Task requirements: Set it all down exactly, every record and every line.

Task data:
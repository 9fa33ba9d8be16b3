use mongodb::{Client, bson::doc, options::ClientOptions};
use std::time::Duration;
use tracing::info;

use super::MongoConfig;
use crate::common::{DatabaseError, DatabaseResult, RetryConfig, retry, retry_with_backoff};

/// Connect using a MongoConfig and verify the deployment answers a ping
pub async fn connect_from_config(config: &MongoConfig) -> DatabaseResult<Client> {
    info!("Attempting to connect to MongoDB at {}", config.redacted_url());

    let mut options = ClientOptions::parse(&config.url).await?;

    options.max_pool_size = Some(config.max_pool_size);
    options.min_pool_size = Some(config.min_pool_size);
    options.connect_timeout = Some(Duration::from_secs(config.connect_timeout_secs));
    options.server_selection_timeout =
        Some(Duration::from_secs(config.server_selection_timeout_secs));

    if let Some(ref app_name) = config.app_name {
        options.app_name = Some(app_name.clone());
    }

    let client = Client::with_options(options)?;

    // The driver connects lazily; force a round trip so a bad URL fails here.
    client
        .database("admin")
        .run_command(doc! { "ping": 1 })
        .await
        .map_err(|e| DatabaseError::ConnectionFailed(e.to_string()))?;

    info!("Successfully connected to MongoDB");
    Ok(client)
}

/// Connect from config, retrying with exponential backoff
///
/// `None` uses [`RetryConfig::default`].
///
/// # Example
/// ```ignore
/// use database::common::RetryConfig;
/// use database::mongodb::{MongoConfig, connect_from_config_with_retry};
///
/// let config = MongoConfig::from_env()?;
/// let client = connect_from_config_with_retry(&config, Some(RetryConfig::new().with_max_retries(5))).await?;
/// ```
pub async fn connect_from_config_with_retry(
    config: &MongoConfig,
    retry_config: Option<RetryConfig>,
) -> DatabaseResult<Client> {
    match retry_config {
        Some(policy) => retry_with_backoff(|| connect_from_config(config), policy).await,
        None => retry(|| connect_from_config(config)).await,
    }
}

Finished exercise:
repository 9fa33ba9d8be16b3
use mongodb::{Client, bson::doc, options::ClientOptions};
use std::time::Duration;
use tracing::info;

use super::MongoConfig;
use crate::common::{DatabaseError, DatabaseResult, RetryConfig, retry, retry_with_backoff};

/// Connect using a MongoConfig and verify the deployment answers a ping
pub async fn connect_from_config(config: &MongoConfig) -> DatabaseResult<Client> {
    info!("Attempting to connect to MongoDB at {}", config.redacted_url());

    let mut options = ClientOptions::parse(&config.url).await?;

    options.max_pool_size = Some(config.max_pool_size);
    options.min_pool_size = Some(config.min_pool_size);
    options.connect_timeout = Some(Duration::from_secs(config.connect_timeout_secs));
    options.server_selection_timeout =
        Some(Duration::from_secs(config.server_selection_timeout_secs));

    if let Some(ref app_name) = config.app_name {
        options.app_name = Some(app_name.clone());
    }

    let client = Client::with_options(options)?;

    // The driver connects lazily; force a round trip so a bad URL fails here.
    client
        .database("admin")
        .run_command(doc! { "ping": 1 })
        .await
        .map_err(|e| DatabaseError::ConnectionFailed(e.to_string()))?;

    info!("Successfully connected to MongoDB");
    Ok(client)
}

/// Connect from config, retrying with exponential backoff
///
/// `None` uses [`RetryConfig::default`].
///
/// # Example
/// ```ignore
/// use database::common::RetryConfig;
/// use database::mongodb::{MongoConfig, connect_from_config_with_retry};
///
/// let config = MongoConfig::from_env()?;
/// let client = connect_from_config_with_retry(&config, Some(RetryConfig::new().with_max_retries(5))).await?;
/// ```
pub async fn connect_from_config_with_retry(
    config: &MongoConfig,
    retry_config: Option<RetryConfig>,
) -> DatabaseResult<Client> {
    match retry_config {
        Some(policy) => retry_with_backoff(|| connect_from_config(config), policy).await,
        None => retry(|| connect_from_config(config)).await,
    }
}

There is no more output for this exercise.